Tom Butts, Ph.D.

A Polya Disciple

“A great discovery solves a great problem but there is a grain of discovery in the solution of any problem. Your problem may be modest; but if it challenges your curiosity and brings into play your inventive faculties, and if you solve it by your own means, you may experience the tension and enjoy the triumph of discovery. Such experiences at a susceptible age may create a taste for mental work and leave their imprint on mind and character for a lifetime.” George Polya, How to Solve It , 1945
Although I never met him, I consider myself a disciple of George Polya, the “father” of modern mathematical problem solving. Since first reading How to Solve It many years ago, I have tried to embody and refine his principles of learning and teaching mathematics in my own writings and teaching. I consider myself a ‘communicator’ of mathematics and ideas about mathematics teaching.

Problem Solving Philosophy of Teaching

Research says” “”thinking is driven by questions, not answers”, and “most, if not all, important mathematics concepts and procedures can best be taught through problem solving.” Students are able to learn new skills and concepts while they are solving challenging problems.
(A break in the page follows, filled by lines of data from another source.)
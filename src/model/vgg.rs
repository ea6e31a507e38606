//! Frozen VGG19 feature extractor for the content loss
//!
//! Only the convolutional stack up to conv4_4 is built; the classifier head
//! is never instantiated. Variable names follow the torchvision layout
//! (`features.<index>.weight`), so converted `vgg19` weights load as-is and
//! any classifier entries in the weight file are ignored.

use std::path::Path;

use tch::{nn, nn::ModuleT, Device, Tensor};
use tracing::{info, warn};

use crate::error::{Error, Result};

/// VGG19 layer layout: channel counts, `None` marks a 2x2 max-pool
const VGG19_CFG: [Option<i64>; 21] = [
    Some(64),
    Some(64),
    None,
    Some(128),
    Some(128),
    None,
    Some(256),
    Some(256),
    Some(256),
    Some(256),
    None,
    Some(512),
    Some(512),
    Some(512),
    Some(512),
    None,
    Some(512),
    Some(512),
    Some(512),
    Some(512),
    None,
];

/// Number of feature-stack entries evaluated in feature mode (through conv4_4)
pub const FEATURE_LAYERS: usize = 26;

/// Channels of the extracted feature map
pub const FEATURE_CHANNELS: i64 = 512;

/// Frozen VGG19 running in feature mode
pub struct FeatureExtractor {
    features: nn::SequentialT,
    vs: nn::VarStore,
}

impl std::fmt::Debug for FeatureExtractor {
    fn fmt(&self, f: &mut std::fmt::Formatter<'_>) -> std::fmt::Result {
        f.debug_struct("FeatureExtractor")
            .field("layers", &self.features.len())
            .field("device", &self.vs.device())
            .finish()
    }
}

fn feature_stack(p: &nn::Path, depth: usize) -> nn::SequentialT {
    let f = p / "features";
    let depth = depth as i64;
    let mut seq = nn::seq_t();
    let mut c_in = 3;

    for entry in VGG19_CFG.iter() {
        if seq.len() >= depth {
            break;
        }
        match *entry {
            Some(c_out) => {
                let conv = nn::conv2d(
                    &f / seq.len(),
                    c_in,
                    c_out,
                    3,
                    nn::ConvConfig {
                        padding: 1,
                        ..Default::default()
                    },
                );
                seq = seq.add(conv);
                c_in = c_out;
                if seq.len() < depth {
                    seq = seq.add_fn(|xs| xs.relu());
                }
            }
            None => {
                seq = seq.add_fn(|xs| xs.max_pool2d_default(2));
            }
        }
    }

    seq
}

impl FeatureExtractor {
    /// Build the extractor on `device`, loading pretrained weights when given
    ///
    /// Without weights the network stays randomly initialized, which makes the
    /// content loss meaningless; a warning is logged in that case.
    pub fn new(device: Device, weights: Option<&Path>) -> Result<Self> {
        let mut vs = nn::VarStore::new(device);
        let features = feature_stack(&vs.root(), FEATURE_LAYERS);

        match weights {
            Some(path) => {
                vs.load(path).map_err(|source| {
                    tracing::error!("Failed to load VGG19 weights from {}: {}", path.display(), source);
                    Error::Checkpoint {
                        path: path.to_path_buf(),
                        source,
                    }
                })?;
                info!("Loaded VGG19 weights from {}", path.display());
            }
            None => {
                warn!("No VGG19 weights supplied; content loss uses a randomly initialized network");
            }
        }

        vs.freeze();

        Ok(Self { features, vs })
    }

    /// Extract conv4_4 features from images normalized to [-1, 1]
    ///
    /// Always runs in inference mode. Gradients still flow back to the input
    /// when it requires them, but never into the extractor's own weights.
    pub fn forward(&self, images: &Tensor) -> Tensor {
        let xs = (images + 1.0) / 2.0;
        self.features.forward_t(&xs, false)
    }

    /// Number of layers evaluated in feature mode
    pub fn depth(&self) -> usize {
        self.features.len() as usize
    }

    /// Variable store holding the frozen weights
    pub fn var_store(&self) -> &nn::VarStore {
        &self.vs
    }
}

#[cfg(test)]
mod tests {
    use super::*;
    use tch::Kind;

    #[test]
    fn test_feature_stack_layout() {
        let extractor = FeatureExtractor::new(Device::Cpu, None).unwrap();
        assert_eq!(extractor.depth(), FEATURE_LAYERS);

        let vars = extractor.var_store().variables();
        // 12 convolutions up to conv4_4, torchvision indices
        assert_eq!(vars.len(), 24);
        assert!(vars.contains_key("features.0.weight"));
        assert!(vars.contains_key("features.25.weight"));
        assert!(!vars.contains_key("features.28.weight"));
    }

    #[test]
    fn test_feature_shape() {
        let extractor = FeatureExtractor::new(Device::Cpu, None).unwrap();
        let images = Tensor::rand([2, 3, 32, 32], (Kind::Float, Device::Cpu)) * 2.0 - 1.0;
        let features = extractor.forward(&images);
        assert_eq!(features.size(), vec![2, FEATURE_CHANNELS, 4, 4]);
    }

    #[test]
    fn test_extractor_is_frozen_and_deterministic() {
        let extractor = FeatureExtractor::new(Device::Cpu, None).unwrap();
        for (_, var) in extractor.var_store().variables() {
            assert!(!var.requires_grad());
        }

        let images = Tensor::randn([1, 3, 16, 16], (Kind::Float, Device::Cpu));
        let a = extractor.forward(&images);
        let b = extractor.forward(&images);
        assert!(a.equal(&b));
    }

    #[test]
    fn test_missing_weights_file_is_checkpoint_error() {
        let err = FeatureExtractor::new(Device::Cpu, Some(Path::new("/nonexistent/vgg19.pt")))
            .unwrap_err();
        assert!(matches!(err, Error::Checkpoint { .. }));
    }
}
In fact, students who develop conceptual understanding through problem solving early perform best on procedural knowledge later. Allowing mathematics to be problematic becomes the key to implementing this philosophy.
A teacher should
• pose problems that are just within the student’s reach,
• allow them to struggle to find solutions, and
• examine the methods they have used.
The underlying belief that all students need to struggle with [challenging] problems if they are to truly learn mathematics is in direct conflict with what many mathematics teachers feel is their main goal: to step in and remove the struggle and the challenge.

One of the cornerstones in my adaptation of this problem-solving philosophy is asking “stimulating questions” through a seven-step cycle:

  1. Ask
  2. Anticipate
  3. Wait
  4. Listen
  5. Respond
  6. Assess
  7. Goto 1

Questions may be written or oral. Anticipate possible student responses and observe students as you wait. Listening could be reading solutions and comments. Responses can be oral or written.
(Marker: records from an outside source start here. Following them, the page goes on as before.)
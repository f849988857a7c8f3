//! Contact form acknowledgement. Nothing is sent anywhere: submitting
//! shows a confirmation and clears the fields.

#[cfg(test)]
#[path = "contact_form_test.rs"]
mod contact_form_test;

use crate::config::UiConfig;
use crate::dom::{Document, EventKind, UiEvent};

#[derive(Clone, Debug)]
pub struct ContactForm<N> {
    form: N,
    message: String,
}

impl<N: Clone> ContactForm<N> {
    /// Bind the page's first form. `None` when there is no form.
    pub fn init<D: Document<Node = N>>(doc: &D, config: &UiConfig) -> Option<Self> {
        let form = doc.query(&config.elements.contact_form)?;
        doc.listen(&form, EventKind::Submit, UiEvent::SubmitForm);
        Some(Self { form, message: config.form_ack.clone() })
    }

    pub fn submit<D: Document<Node = N>>(&self, doc: &D) {
        doc.alert(&self.message);
        doc.reset_form(&self.form);
    }
}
The key ingredient in this process is the ability to pose problems, often using the “2 out of 3” Principle. A problem can be thought of as consisting of three parts [the Anatomy of a Problem]. [1] Data; information; conditions; [2] Question[s]; and [3] Answer[s] and Solution[s]. In a traditional problem, of course, the two given parts are the data/information, and the question. while the unknown third part is a single numerical answer. Many stimulating problems can be constructed by giving two other parts [or portion thereof] and asking the solver to find alternatives for the third part.

Polya’s Ten Commandments of Teaching Mathematics

Four of these commandments are essential parts of this teaching philosophy: 3. The best way to learn anything is to discover it by yourself. This applies to you as well as your students. 6. Let them [the students] learn guessing. 7. Let them learn proving [giving convincing arguments] 9. Do not give the whole secret at once – let the students guess before you tell – let them find out for themselves as much as possible .

Research and Outreach

From 1986 to my “retirement” in 2011, my writing was largely devoted to textbooks and other resource materials for teachers and students. Included are

a High School series on Integrated Mathematics,
writing activities for “We All Use Math Every Day” – the outreach program for the NUMB3RS TV shows coordinated by Texas Instruments.
many contributions to Figure This – a national Media Grant of the National Council of Teachers of Mathematics,
serving three years on the NCTM [National Council of Teachers of Mathematics] Student Math Notes committee.
Speaking at various meetings promotes interacting with teachers and/or students. Talks included :

“Learning Through Questioning”
“Teaching Algebra and Geometry Through Problem Solving”
“Art of Questioning: Twenty Questions [or More]”
“Teaching Mathematics Through Problem Solving: A Personal Perspective”
“Conversely Speaking: the Power of Thinking Backward”
“Using Mathematics: From Cryptography to Catching Criminals”

I served on several Texas education committees involving student assessment and teacher professional development.

Current and Future Plans

Since 2009, my main interest has been in quantitative reasoning. I am one of two senior authors of Advanced Quantitative Reasoning: Mathematics for the World Around Us – a high school textbook for quantitative reasoning courses. The Common Core edition was published in 2014, the Texas edition in 2015. There is an active website associated with these books for which I contribute materials and perform other tasks. In addition I work with several school districts on curriculum projects. Writing a book on mathematical thinking and reasoning is a long-term goal.

Mathematical Competitions

Mathematical competitions have always been dear to my heart since I participated in them as a student. I have been involved with the American Mathematical Competitions since 1980, serving as chair of AMC 8 competition for seven years in the 1980’s and now on the Advisory Panel. In addition, I was a writer on the MATHCOUNTS Question Committee for three years and worked on several local competitions for many years.


My favorite hobby is listening to and collecting OTR (old time radio) and watching old movies. These radio shows originally aired from the late 1930’s to the early 1960’s when dramatic radio ceased to exist and gave way to the present music and talk formats.